То есть, если в колхоз, то сбор только тут, у подножья Французской горки.

Старший этого десанта, Валентин Тимофеевич Янченко, Тимофеич, начальник импульсного реактора на быстрых нейтронах «БАРС-2», сидел со списком под растущим у самого края горки толстенным дубом, ровесником самого Наполеона, и был страшно недоволен собой: вот на самую йоточку себе изменишь, и ты уже не ты. В кои веки из какой-то дурацкой прихоти согласился поехать в колхоз, а тебя тут же загрузили – старшим… и ты уже не ты.

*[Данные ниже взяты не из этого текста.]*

use std::fmt;
use std::fmt::{Display, Formatter};

use bincode::{Decode, Encode};
use regex::Regex;
use serde::{Deserialize, Serialize};

use crate::error::{SkyError, SkyResult};
use crate::geometry;

/// A position on the celestial sphere, stored in degrees.
///
/// RA is kept wrapped to [0, 360); Dec is expected in [-90, 90].
#[derive(Clone, Copy, Debug, PartialEq, Serialize, Deserialize, Encode, Decode)]
pub struct SkyPosition {
    pub ra: f64,
    pub dec: f64,
}

impl SkyPosition {
    pub fn new(ra_deg: f64, dec_deg: f64) -> SkyPosition {
        SkyPosition {
            ra: ra_deg.rem_euclid(360.0),
            dec: dec_deg,
        }
    }

    pub fn from_radians(ra_rad: f64, dec_rad: f64) -> SkyPosition {
        SkyPosition::new(ra_rad.to_degrees(), dec_rad.to_degrees())
    }

    pub fn to_radians(&self) -> (f64, f64) {
        (self.ra.to_radians(), self.dec.to_radians())
    }

    /// Great-circle separation to another position, in degrees.
    pub fn separation_deg(&self, other: &SkyPosition) -> f64 {
        geometry::angular_separation_deg(self.ra, self.dec, other.ra, other.dec)
    }

    /// Parses an RA value: either degrees as a plain float, or a
    /// sexagesimal `hh:mm:ss.s` string in hours.
    pub fn parse_ra(value: &str) -> SkyResult<f64> {
        let value = value.trim();
        if let Ok(deg) = value.parse::<f64>() {
            if deg.is_finite() {
                return Ok(deg.rem_euclid(360.0));
            }
        }
        let pattern = Regex::new(r"^(\d{1,2}):(\d{1,2}):(\d{1,2}(?:\.\d*)?)$").unwrap();
        let caps = pattern
            .captures(value)
            .ok_or_else(|| SkyError::InvalidParameter(format!("RA value '{}' not understood", value)))?;
        let hours: f64 = caps[1].parse().unwrap();
        let minutes: f64 = caps[2].parse().unwrap();
        let seconds: f64 = caps[3].parse().unwrap();
        if hours >= 24.0 || minutes >= 60.0 || seconds >= 60.0 {
            return Err(SkyError::InvalidParameter(format!(
                "RA value '{}' out of range",
                value
            )));
        }
        Ok((hours + minutes / 60.0 + seconds / 3600.0) * 15.0)
    }

    /// Parses a Dec value: either degrees as a plain float, or a
    /// sexagesimal `dd.mm.ss.s` string. The sign applies to the whole
    /// value, minutes and seconds included.
    pub fn parse_dec(value: &str) -> SkyResult<f64> {
        let value = value.trim();
        if let Ok(deg) = value.parse::<f64>() {
            if deg.is_finite() && (-90.0..=90.0).contains(&deg) {
                return Ok(deg);
            }
            return Err(SkyError::InvalidParameter(format!(
                "Dec value '{}' out of range",
                value
            )));
        }
        let pattern =
            Regex::new(r"^([+-]?)(\d{1,2})\.(\d{1,2})\.(\d{1,2}(?:\.\d*)?)$").unwrap();
        let caps = pattern
            .captures(value)
            .ok_or_else(|| SkyError::InvalidParameter(format!("Dec value '{}' not understood", value)))?;
        let degrees: f64 = caps[2].parse().unwrap();
        let minutes: f64 = caps[3].parse().unwrap();
        let seconds: f64 = caps[4].parse().unwrap();
        if minutes >= 60.0 || seconds >= 60.0 {
            return Err(SkyError::InvalidParameter(format!(
                "Dec value '{}' out of range",
                value
            )));
        }
        let magnitude = degrees + minutes / 60.0 + seconds / 3600.0;
        if magnitude > 90.0 {
            return Err(SkyError::InvalidParameter(format!(
                "Dec value '{}' out of range",
                value
            )));
        }
        if &caps[1] == "-" {
            Ok(-magnitude)
        } else {
            Ok(magnitude)
        }
    }

    /// Parses a sexagesimal or decimal RA/Dec pair.
    pub fn parse(ra: &str, dec: &str) -> SkyResult<SkyPosition> {
        Ok(SkyPosition::new(
            SkyPosition::parse_ra(ra)?,
            SkyPosition::parse_dec(dec)?,
        ))
    }

    /// RA as an `hh:mm:ss.ss` string in hours.
    pub fn format_ra(&self) -> String {
        let total_seconds = self.ra / 15.0 * 3600.0;
        let hours = (total_seconds / 3600.0).floor();
        let minutes = ((total_seconds - hours * 3600.0) / 60.0).floor();
        let seconds = total_seconds - hours * 3600.0 - minutes * 60.0;
        // Rounding seconds up to 60 would produce "xx:yy:60.00".
        let (hours, minutes, seconds) = carry_sexagesimal(hours, minutes, seconds, 59.995, 24.0);
        format!("{:02}:{:02}:{:05.2}", hours as u32, minutes as u32, seconds)
    }

    /// Dec as a signed `dd.mm.ss.s` string in degrees.
    pub fn format_dec(&self) -> String {
        let sign = if self.dec < 0.0 { '-' } else { '+' };
        let total_seconds = self.dec.abs() * 3600.0;
        let degrees = (total_seconds / 3600.0).floor();
        let minutes = ((total_seconds - degrees * 3600.0) / 60.0).floor();
        let seconds = total_seconds - degrees * 3600.0 - minutes * 60.0;
        let (degrees, minutes, seconds) = carry_sexagesimal(degrees, minutes, seconds, 59.95, 360.0);
        format!(
            "{}{:02}.{:02}.{:04.1}",
            sign, degrees as u32, minutes as u32, seconds
        )
    }
}

fn carry_sexagesimal(
    mut major: f64,
    mut minutes: f64,
    mut seconds: f64,
    carry_at: f64,
    wrap: f64,
) -> (f64, f64, f64) {
    if seconds >= carry_at {
        seconds = 0.0;
        minutes += 1.0;
    }
    if minutes >= 60.0 {
        minutes = 0.0;
        major += 1.0;
    }
    if major >= wrap {
        major = 0.0;
    }
    (major, minutes, seconds)
}

impl Display for SkyPosition {
    fn fmt(&self, f: &mut Formatter<'_>) -> fmt::Result {
        write!(f, "{}, {}", self.format_ra(), self.format_dec())
    }
}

По самодеятельной лыткаринской легенде Французскую горку насыпали, ясное дело, шапками французы, завернувшие ради этого со смоленской дороги на рязанскую, видно, грунт тут для таскания шапками был более подходяшим, сюда же перенесли и всех своих за эту кампанию погибших, сто вёрст не крюк, тем более, что прецеденты в истории были, и ещё какие – перенесли же русские после Куликова сражения своих погибших в Донской монастырь да в Старое Симоново в Москву, а это не сто километров. Горка вышла размером с десяти подъездный трёхэтажный дом и за полтора века заросла берёзами и дубами, берёзы вырастили уже внуков, а дубы были те же самые, наполеоновские – что двести лет дубу? Ещё недавно на южном склоне стоял обелиск из песчаника с надписями, которые прочитать было невозможно, но завалился – французов, буржуинов, чтобы ухаживать за памятником, знамо дело, в закрытый город пустить не могли, да они про такую горку, конечно, и не слыхивали, а у лыткаринцев и до своих-то горок руки не всегда доходили…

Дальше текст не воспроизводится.